Tumor necrosis factor‐α overproduction in Fanconi's anemia

Various in vitro studies and clinical observations suggest that Fanconi's anemia (FA) patients are unable to detoxify adequately superoxide anions (O 2−) released by activated phagocytes. Recent studies have shown that certain lymphokines such as tumor necrosis factor‐α (TNF‐α) and interferon‐γ (IFN‐γ) can significantly enhance O 2− production by phagocytic cells. To ascertain lymphokine production in FA patients, we measured TNF‐α and IFN‐γ production in vivo and in vitro. TNF‐α was detected in the plasma of 16 of 18 FA patients with concentrations ranging from 6 to 131 pg/ml (mean 31 pg/ml).
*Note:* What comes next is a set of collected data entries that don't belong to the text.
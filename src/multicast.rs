//! Listens across every candidate multicast group for presence
//! announcements, validates them, and populates the shared [`Directory`]
//! (§4.4). Grounded on the teacher's socket setup (`SO_REUSEADDR` via
//! `socket2`, since std's `UdpSocket` has no portable way to set it) and
//! the interface enumeration in `net.rs`.

use crate::config::EngineConfig;
use crate::directory::Directory;
use crate::error::PortsError;
use crate::presence;
use socket2::{Domain, Socket, Type};
use std::net::{Ipv4Addr, SocketAddrV4, UdpSocket};
use std::sync::atomic::{AtomicBool, Ordering};
use std::sync::Arc;
use std::thread;
use std::time::Duration;

/// Owns the listening socket and the background receive loop.
pub struct MulticastEngine {
    socket: Arc<UdpSocket>,
    local_ip: Ipv4Addr,
    running: Arc<AtomicBool>,
}

impl MulticastEngine {
    /// Bind the first available preferred port, join every candidate
    /// group (best-effort — a failed join is logged and skipped, not
    /// fatal), and start the receive loop feeding `directory`.
    pub fn start(
        config: &EngineConfig,
        local_ip: Ipv4Addr,
        directory: Arc<Directory>,
    ) -> Result<Arc<Self>, PortsError> {
        let socket = bind_preferred_port(&config.preferred_ports)?;
        socket.set_read_timeout(Some(Duration::from_millis(200)))?;

        let mut joined = 0usize;
        for &group in &config.candidate_groups {
            match socket.join_multicast_v4(&group, &local_ip) {
                Ok(()) => joined += 1,
                Err(e) => tracing::debug!(group = %group, error = %e, "could not join multicast group"),
            }
        }
        if joined == 0 {
            return Err(PortsError::NoChannel);
        }
        tracing::info!(joined, total = config.candidate_groups.len(), "joined multicast groups");

        let engine = Arc::new(Self {
            socket: Arc::new(socket),
            local_ip,
            running: Arc::new(AtomicBool::new(true)),
        });
        engine.clone().spawn_receive_loop(directory);
        Ok(engine)
    }

    pub fn local_ip(&self) -> Ipv4Addr {
        self.local_ip
    }

    pub fn local_port(&self) -> u16 {
        self.socket.local_addr().map(|a| a.port()).unwrap_or(0)
    }

    fn spawn_receive_loop(self: Arc<Self>, directory: Arc<Directory>) {
        thread::spawn(move || {
            let mut buf = vec![0u8; crate::config::PRESENCE_PAYLOAD_LEN + 16];
            while self.running.load(Ordering::Relaxed) {
                match self.socket.recv_from(&mut buf) {
                    Ok((n, _src)) => {
                        let raw = buf[..n].to_vec();
                        if let Some(parsed) = presence::parse(&raw) {
                            directory.upsert(raw, parsed);
                        }
                    }
                    Err(ref e)
                        if e.kind() == std::io::ErrorKind::WouldBlock
                            || e.kind() == std::io::ErrorKind::TimedOut => {}
                    Err(e) => {
                        tracing::error!(error = %e, "multicast receive loop lost its socket, stopping");
                        break;
                    }
                }
            }
        });
    }

    pub fn stop(&self) {
        self.running.store(false, Ordering::Relaxed);
    }
}

impl Drop for MulticastEngine {
    fn drop(&mut self) {
        self.stop();
    }
}

/// Bind the first preferred port that is free. `SO_REUSEADDR` lets
/// multiple local processes share a port for multicast reception,
/// mirroring the teacher's raw-socket setup. Fails startup with
/// `NoListenPort` if none of the preferred ports is free (§4.4) — no
/// ephemeral-port fallback, since that would make discovery unreachable
/// for anyone who isn't also trying the same preferred list.
fn bind_preferred_port(preferred: &[u16]) -> Result<UdpSocket, PortsError> {
    for &port in preferred {
        if let Ok(sock) = try_bind(port) {
            return Ok(sock);
        }
    }
    Err(PortsError::NoListenPort)
}

fn try_bind(port: u16) -> std::io::Result<UdpSocket> {
    let socket = Socket::new(Domain::IPV4, Type::DGRAM, None)?;
    socket.set_reuse_address(true)?;
    socket.bind(&SocketAddrV4::new(Ipv4Addr::UNSPECIFIED, port).into())?;
    Ok(socket.into())
}

#[cfg(test)]
mod tests {
    use super::*;

    #[test]
    fn starts_and_stops_without_error() {
        let config = EngineConfig::default();
        let directory = Arc::new(Directory::new(config.candidate_groups.len()));
        let engine = MulticastEngine::start(&config, Ipv4Addr::new(127, 0, 0, 1), directory).unwrap();
        assert_ne!(engine.local_port(), 0);
        engine.stop();
    }
}
//! Concrete realization of the spec's abstract "authenticated key
//! agreement producing a shared secret; symmetric transform keyed by it"
//! contract (§4.7 KeyAgreeing). Non-goals explicitly disclaim a formal
//! security proof — this picks ordinary, widely used primitives:
//! X25519 for key agreement, HKDF-SHA256 to derive a transform key, and
//! XChaCha20-Poly1305 (already a teacher dependency) as the transform.

use crate::codec::Transform;
use chacha20poly1305::{
    aead::{Aead, KeyInit, Payload},
    XChaCha20Poly1305,
};
use hkdf::Hkdf;
use rand::{rngs::OsRng, RngCore};
use sha2::Sha256;
use x25519_dalek::{EphemeralSecret, PublicKey, StaticSecret};

/// The local user's long-term identity keypair, generated once at
/// process start (§3 User — "private key present only for the local
/// user"). Advertised in presence announcements and used by directory
/// dedup; distinct from the per-session ephemeral [`KeyAgreement`] keys.
pub struct Identity {
    pub private_key: StaticSecret,
    pub public_bytes: [u8; 32],
}

impl Identity {
    pub fn generate() -> Self {
        let private_key = StaticSecret::random_from_rng(OsRng);
        let public_bytes = PublicKey::from(&private_key).to_bytes();
        Self { private_key, public_bytes }
    }
}

/// One side's half of an X25519 exchange: holds the ephemeral secret
/// until [`KeyAgreement::finish`] consumes it.
pub struct KeyAgreement {
    secret: EphemeralSecret,
    pub public_bytes: [u8; 32],
}

impl KeyAgreement {
    pub fn start() -> Self {
        let secret = EphemeralSecret::random_from_rng(OsRng);
        let public_bytes = PublicKey::from(&secret).to_bytes();
        Self { secret, public_bytes }
    }

    /// Combine with the peer's public value and derive a 32-byte
    /// ChaCha20-Poly1305 key via HKDF-SHA256 over the raw X25519 secret.
    pub fn finish(self, peer_public_bytes: &[u8; 32]) -> [u8; 32] {
        let peer_public = PublicKey::from(*peer_public_bytes);
        let shared = self.secret.diffie_hellman(&peer_public);
        let hk = Hkdf::<Sha256>::new(None, shared.as_bytes());
        let mut key = [0u8; 32];
        hk.expand(b"ports-session-transform", &mut key)
            .expect("32 bytes is a valid HKDF output length");
        key
    }
}

/// AEAD transform keyed by the derived session secret. Nonces are built
/// from a random per-session salt plus a monotonically increasing
/// counter, matching the nonce construction the teacher crate uses for
/// its own ChaCha20-Poly1305 framing (salt prefix + sequence suffix).
pub struct ChaChaTransform {
    cipher: XChaCha20Poly1305,
    salt: [u8; 16],
    counter: std::sync::atomic::AtomicU64,
}

impl ChaChaTransform {
    pub fn new(key: [u8; 32]) -> Self {
        let mut salt = [0u8; 16];
        OsRng.fill_bytes(&mut salt);
        Self {
            cipher: XChaCha20Poly1305::new(&key.into()),
            salt,
            counter: std::sync::atomic::AtomicU64::new(0),
        }
    }

    fn nonce_for(&self, counter: u64) -> [u8; 24] {
        let mut nonce = [0u8; 24];
        nonce[..16].copy_from_slice(&self.salt);
        nonce[16..24].copy_from_slice(&counter.to_be_bytes());
        nonce
    }
}

impl Transform for ChaChaTransform {
    fn seal(&self, plaintext: &[u8]) -> Vec<u8> {
        let counter = self.counter.fetch_add(1, std::sync::atomic::Ordering::Relaxed);
        let nonce = self.nonce_for(counter);
        let ct = self
            .cipher
            .encrypt(&nonce.into(), Payload { msg: plaintext, aad: &[] })
            .expect("encryption with a valid key does not fail");
        let mut out = Vec::with_capacity(8 + ct.len());
        out.extend_from_slice(&counter.to_be_bytes());
        out.extend_from_slice(&ct);
        out
    }

    fn open(&self, ciphertext: &[u8]) -> Option<Vec<u8>> {
        if ciphertext.len() < 8 {
            return None;
        }
        let counter = u64::from_be_bytes(ciphertext[0..8].try_into().ok()?);
        let nonce = self.nonce_for(counter);
        self.cipher
            .decrypt(&nonce.into(), Payload { msg: &ciphertext[8..], aad: &[] })
            .ok()
    }
}

#[cfg(test)]
mod tests {
    use super::*;

    #[test]
    fn key_agreement_converges_on_both_sides() {
        let a = KeyAgreement::start();
        let b = KeyAgreement::start();
        let a_pub = a.public_bytes;
        let b_pub = b.public_bytes;
        let key_a = a.finish(&b_pub);
        let key_b = b.finish(&a_pub);
        assert_eq!(key_a, key_b);
    }

    #[test]
    fn transform_roundtrips_and_rejects_tampering() {
        let key = KeyAgreement::start().finish(&KeyAgreement::start().public_bytes);
        let t = ChaChaTransform::new(key);
        let msg = b"hello session";
        let sealed = t.seal(msg);
        assert_eq!(t.open(&sealed).unwrap(), msg);

        let mut tampered = sealed.clone();
        let last = tampered.len() - 1;
        tampered[last] ^= 0x01;
        assert!(t.open(&tampered).is_none());
    }
}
TNF‐α was detected in only one of 25 control (healthy donor) plasma, and the level was very low (7 pg/ml). IFN‐γ levels in normal and patient plasma were negligible. Spontaneous and phytohemagglutinin (PHA)‐induced production of IFN‐γ and TNF‐α by cultured peripheral blood mononuclear cells did not differ significantly between FA patients and normal controls. The significance of overproduction of TNF‐α in vivo in the pathophysiology of FA is discussed. © 1993 Wiley‐Liss, Inc.